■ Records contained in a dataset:
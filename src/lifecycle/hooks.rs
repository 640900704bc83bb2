//! Signal hooks: callbacks run around the built-in signal handling.
//!
//! Hooks are registered per phase and per signal before the server starts
//! serving, then only read. A signal with no hooks is not an error.

use std::collections::HashMap;
use std::sync::Arc;

use crate::lifecycle::signals::Signal;

/// When a hook runs relative to the built-in handling.
#[derive(Debug, Clone, Copy, PartialEq, Eq, Hash)]
pub enum HookPhase {
    Pre,
    Post,
}

pub type Hook = Arc<dyn Fn() + Send + Sync>;

/// Ordered callbacks keyed by phase, then by signal.
#[derive(Clone, Default)]
pub struct SignalHooks {
    table: HashMap<HookPhase, HashMap<Signal, Vec<Hook>>>,
}

impl SignalHooks {
    pub fn new() -> Self {
        Self::default()
    }

    /// Append a callback for `signal` in `phase`.
    pub fn register<F>(&mut self, phase: HookPhase, signal: Signal, hook: F)
    where
        F: Fn() + Send + Sync + 'static,
    {
        self.table
            .entry(phase)
            .or_default()
            .entry(signal)
            .or_default()
            .push(Arc::new(hook));
    }

    /// Run the callbacks for `signal` in `phase`, in registration order.
    pub fn fire(&self, phase: HookPhase, signal: Signal) {
        let Some(hooks) = self.table.get(&phase).and_then(|by_signal| by_signal.get(&signal)) else {
            return;
        };
        for hook in hooks {
            hook();
        }
    }

    pub fn count(&self, phase: HookPhase, signal: Signal) -> usize {
        self.table
            .get(&phase)
            .and_then(|by_signal| by_signal.get(&signal))
            .map_or(0, Vec::len)
    }
}

impl std::fmt::Debug for SignalHooks {
    fn fmt(&self, f: &mut std::fmt::Formatter<'_>) -> std::fmt::Result {
        let mut map = f.debug_map();
        for (phase, by_signal) in &self.table {
            for (signal, hooks) in by_signal {
                map.entry(&(phase, signal), &hooks.len());
            }
        }
        map.finish()
    }
}
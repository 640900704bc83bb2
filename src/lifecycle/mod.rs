//! Lifecycle management subsystem.
//!
//! # Data Flow
//! ```text
//! Startup (startup.rs):
//!     Validate inheritance → Bind or adopt listeners → Register servers
//!     → Pid file → Readiness to parent → Signal handlers → Serve
//!
//! Restart (signals.rs → fork.rs):
//!     SIGHUP → fork guard (registry.rs) → export listeners
//!     → spawn child with fds at 3.. and --graceful --socketorder=...
//!     → immediate handoff: wait for readiness, then drain
//!
//! Shutdown (signals.rs → shutdown.rs):
//!     SIGTERM/SIGINT → Running → ShuttingDown (state.rs)
//!     → drain timer → close listener → wait for connections → Terminated
//! ```
//!
//! # Design Decisions
//! - Ordered startup: every listener first, then tasks
//! - State only moves forward: Running → ShuttingDown → Terminated
//! - At most one fork per process; a failed fork is not retried
//! - Drain has an optional deadline after which connections are abandoned

pub mod fork;
pub mod hooks;
pub mod registry;
pub mod shutdown;
pub mod signals;
pub mod startup;
pub mod state;

pub use fork::{ForkCoordinator, HandoffMode, LaunchSpec};
pub use hooks::{HookPhase, SignalHooks};
pub use registry::ServerRegistry;
pub use signals::{Signal, SignalHandler};
pub use startup::{StartupError, Supervisor};
pub use state::ServerState;
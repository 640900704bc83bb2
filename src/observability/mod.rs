//! Observability subsystem.
//!
//! # Data Flow
//! ```text
//! All subsystems produce:
//!     → logging.rs (structured log events via tracing)
//!     → metrics.rs (counters, gauges)
//!
//! Consumers:
//!     → stdout/stderr, shared by parent and forked child
//!     → Metrics endpoint (Prometheus scrape, optional)
//! ```

pub mod logging;
pub mod metrics;
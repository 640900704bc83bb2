use std::path::PathBuf;

use clap::{Parser, Subcommand};

use grace_server::config::load_config;
use grace_server::control::{is_alive, read_pid, send_signal, ControlError};
use grace_server::lifecycle::Signal;

#[derive(Parser)]
#[command(name = "grace-ctl")]
#[command(about = "Control a running grace-server through its pid file", long_about = None)]
struct Cli {
    /// Server configuration, used to find the pid file.
    #[arg(short, long, default_value = "grace.toml")]
    config: PathBuf,

    /// Pid file to use instead of the one in the configuration.
    #[arg(short, long)]
    pid_file: Option<PathBuf>,

    #[command(subcommand)]
    command: Commands,
}

#[derive(Subcommand)]
enum Commands {
    /// Start a replacement process on the same sockets (SIGHUP)
    Restart,
    /// Stop accepting and drain (SIGTERM)
    Stop,
    /// Report whether the recorded process is running
    Status,
}

fn main() -> Result<(), Box<dyn std::error::Error>> {
    let cli = Cli::parse();

    let pid_file = match cli.pid_file {
        Some(path) => path,
        None => load_config(&cli.config)?
            .restart
            .pid_file
            .ok_or(ControlError::NoPidFile)?,
    };
    let pid = read_pid(&pid_file)?;

    match cli.command {
        Commands::Restart => {
            send_signal(pid, Signal::Hangup)?;
            println!("Sent SIGHUP to {pid}; a replacement is starting");
        }
        Commands::Stop => {
            send_signal(pid, Signal::Terminate)?;
            println!("Sent SIGTERM to {pid}; draining");
        }
        Commands::Status => {
            if !is_alive(pid) {
                return Err(ControlError::NotRunning(pid).into());
            }
            println!("running (pid {pid})");
        }
    }

    Ok(())
}
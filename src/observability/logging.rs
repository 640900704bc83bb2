//! Structured logging.
//!
//! # Design Decisions
//! - Uses tracing crate for structured logging
//! - `RUST_LOG` overrides the configured level when set
//! - Every process logs its pid so parent and child output can be told apart
//!   on the shared stdout/stderr

use tracing_subscriber::{layer::SubscriberExt, util::SubscriberInitExt, EnvFilter};

/// Install the global subscriber.
///
/// `level` is either a bare level (`"info"`) or a full filter directive.
/// Calling this twice is harmless; the second call is ignored.
pub fn init_logging(level: &str) {
    let filter = EnvFilter::try_from_default_env()
        .unwrap_or_else(|_| EnvFilter::new(default_directive(level)));

    let _ = tracing_subscriber::registry()
        .with(filter)
        .with(tracing_subscriber::fmt::layer())
        .try_init();
}

fn default_directive(level: &str) -> String {
    if level.contains('=') {
        level.to_string()
    } else {
        format!("grace_server={level},tower_http={level}")
    }
}

#[cfg(test)]
mod tests {
    use super::*;

    #[test]
    fn bare_level_scoped_to_crate() {
        assert_eq!(
            default_directive("debug"),
            "grace_server=debug,tower_http=debug"
        );
    }

    #[test]
    fn directive_passed_through() {
        assert_eq!(default_directive("grace_server=trace"), "grace_server=trace");
    }
}
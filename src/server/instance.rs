//! One listening server and its serve/drain lifecycle.

use std::net::SocketAddr;
use std::sync::atomic::{AtomicBool, Ordering};
use std::sync::{Arc, Mutex, PoisonError};
use std::time::Duration;

use thiserror::Error;
use tokio::task::JoinHandle;
use tracing::Instrument;

use crate::lifecycle::fork::InheritedListener;
use crate::lifecycle::hooks::SignalHooks;
use crate::lifecycle::shutdown::run_drain_timer;
use crate::lifecycle::state::{ServerState, StateCell};
use crate::net::{ConnectionTracker, GraceListener, ListenerError, Protocol, Transport};
use crate::server::handler::ConnectionHandler;

/// Pause after a failed accept (e.g. out of descriptors) before retrying.
const ACCEPT_ERROR_BACKOFF: Duration = Duration::from_millis(50);

#[derive(Debug, Error)]
pub enum ServerError {
    #[error("server {0} is already serving")]
    AlreadyServing(String),
}

/// Per-server settings that do not come from the socket itself.
#[derive(Debug, Clone)]
pub struct ServerOptions {
    /// Configured address, the key used for descriptor inheritance.
    pub address: String,
    /// How long a drain may take before outstanding connections are abandoned.
    /// `None` waits forever.
    pub drain_timeout: Option<Duration>,
    /// Whether this process was spawned by a restart.
    pub is_child: bool,
}

/// A server instance. Cheap to clone; clones share all state.
#[derive(Clone)]
pub struct GraceServer {
    inner: Arc<ServerInner>,
}

struct ServerInner {
    options: ServerOptions,
    transport: Transport,
    listener: GraceListener,
    state: StateCell,
    hooks: SignalHooks,
    serving: AtomicBool,
    drain_timer: Mutex<Option<JoinHandle<()>>>,
}

impl GraceServer {
    pub fn new(
        options: ServerOptions,
        listener: GraceListener,
        transport: Transport,
        hooks: SignalHooks,
    ) -> Self {
        Self {
            inner: Arc::new(ServerInner {
                options,
                transport,
                listener,
                state: StateCell::new(),
                hooks,
                serving: AtomicBool::new(false),
                drain_timer: Mutex::new(None),
            }),
        }
    }

    pub fn address(&self) -> &str {
        &self.inner.options.address
    }

    pub fn local_addr(&self) -> SocketAddr {
        self.inner.listener.local_addr()
    }

    pub fn protocol(&self) -> Protocol {
        self.inner.transport.protocol()
    }

    pub fn state(&self) -> ServerState {
        self.inner.state.get()
    }

    pub fn is_child(&self) -> bool {
        self.inner.options.is_child
    }

    pub fn hooks(&self) -> &SignalHooks {
        &self.inner.hooks
    }

    pub fn tracker(&self) -> &ConnectionTracker {
        self.inner.listener.tracker()
    }

    pub fn active_connections(&self) -> u64 {
        self.tracker().active_count()
    }

    /// Accept and dispatch connections until shut down, then wait for the
    /// outstanding ones (or the drain timeout) before returning.
    pub async fn serve<H: ConnectionHandler>(&self, handler: Arc<H>) -> Result<(), ServerError> {
        if self.inner.serving.swap(true, Ordering::SeqCst) {
            return Err(ServerError::AlreadyServing(self.address().to_string()));
        }

        let pid = std::process::id();
        tracing::info!(
            pid,
            address = %self.address(),
            local_addr = %self.local_addr(),
            protocol = %self.protocol(),
            child = self.is_child(),
            "Server running"
        );

        loop {
            match self.inner.listener.accept().await {
                Ok(conn) => {
                    let transport = self.inner.transport.clone();
                    let handler = Arc::clone(&handler);
                    let span = tracing::info_span!(
                        "connection",
                        connection_id = %conn.id(),
                        peer_addr = %conn.peer_addr(),
                    );
                    tokio::spawn(
                        async move {
                            let conn = match transport.establish(conn).await {
                                Ok(conn) => conn,
                                Err(e) => {
                                    tracing::debug!(error = %e, "Transport handshake failed");
                                    return;
                                }
                            };
                            if let Err(e) = handler.handle(conn).await {
                                tracing::debug!(error = %e, "Connection ended with error");
                            }
                        }
                        .instrument(span),
                    );
                }
                Err(e) if e.is_shutdown() => break,
                Err(ListenerError::Accept(e)) => {
                    tracing::warn!(address = %self.address(), error = %e, "Accept failed");
                    tokio::time::sleep(ACCEPT_ERROR_BACKOFF).await;
                }
                Err(e) => {
                    tracing::warn!(address = %self.address(), error = %e, "Accept loop stopped");
                    break;
                }
            }
        }

        tracing::info!(
            pid,
            address = %self.address(),
            active_connections = self.active_connections(),
            "Waiting for connections to finish..."
        );
        self.tracker().wait_idle().await;

        if let Some(timer) = self.take_drain_timer() {
            timer.abort();
        }
        // The listener only closes through `shutdown`, but stay monotonic regardless.
        self.inner.state.transition(ServerState::Running, ServerState::ShuttingDown);
        self.inner.state.transition(ServerState::ShuttingDown, ServerState::Terminated);

        tracing::info!(pid, address = %self.address(), "Server terminated");
        Ok(())
    }

    /// Stop accepting and start draining.
    ///
    /// Only acts while `Running`; returns whether this call started the drain.
    pub async fn shutdown(&self) -> bool {
        if !self.inner.state.transition(ServerState::Running, ServerState::ShuttingDown) {
            tracing::debug!(
                address = %self.address(),
                state = %self.state(),
                "Shutdown already in progress"
            );
            return false;
        }

        let pid = std::process::id();
        if let Some(timeout) = self.inner.options.drain_timeout {
            let timer = tokio::spawn(run_drain_timer(
                self.tracker().clone(),
                timeout,
                self.address().to_string(),
            ));
            *self.lock_drain_timer() = Some(timer);
        }

        match self.inner.listener.close().await {
            Ok(()) => tracing::info!(pid, address = %self.address(), "Listener closed"),
            Err(ListenerError::InvalidOperation) => {
                tracing::debug!(pid, address = %self.address(), "Listener was already closed")
            }
            Err(e) => tracing::warn!(pid, address = %self.address(), error = %e, "Listener close failed"),
        }
        true
    }

    /// Describe this server's listener for a child process.
    pub fn export(&self) -> Result<InheritedListener, ListenerError> {
        Ok(InheritedListener {
            address: self.address().to_string(),
            protocol: self.protocol(),
            fd: self.inner.listener.export_descriptor()?,
        })
    }

    fn take_drain_timer(&self) -> Option<JoinHandle<()>> {
        self.lock_drain_timer().take()
    }

    fn lock_drain_timer(&self) -> std::sync::MutexGuard<'_, Option<JoinHandle<()>>> {
        self.inner
            .drain_timer
            .lock()
            .unwrap_or_else(PoisonError::into_inner)
    }
}

impl std::fmt::Debug for GraceServer {
    fn fmt(&self, f: &mut std::fmt::Formatter<'_>) -> std::fmt::Result {
        f.debug_struct("GraceServer")
            .field("address", &self.address())
            .field("protocol", &self.protocol())
            .field("state", &self.state())
            .field("active_connections", &self.active_connections())
            .finish()
    }
}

■ Task description:
Only one thing is wanted in reply: the number of lines in the entries that hold the string "SIGTERM".

■ Solved problem:
3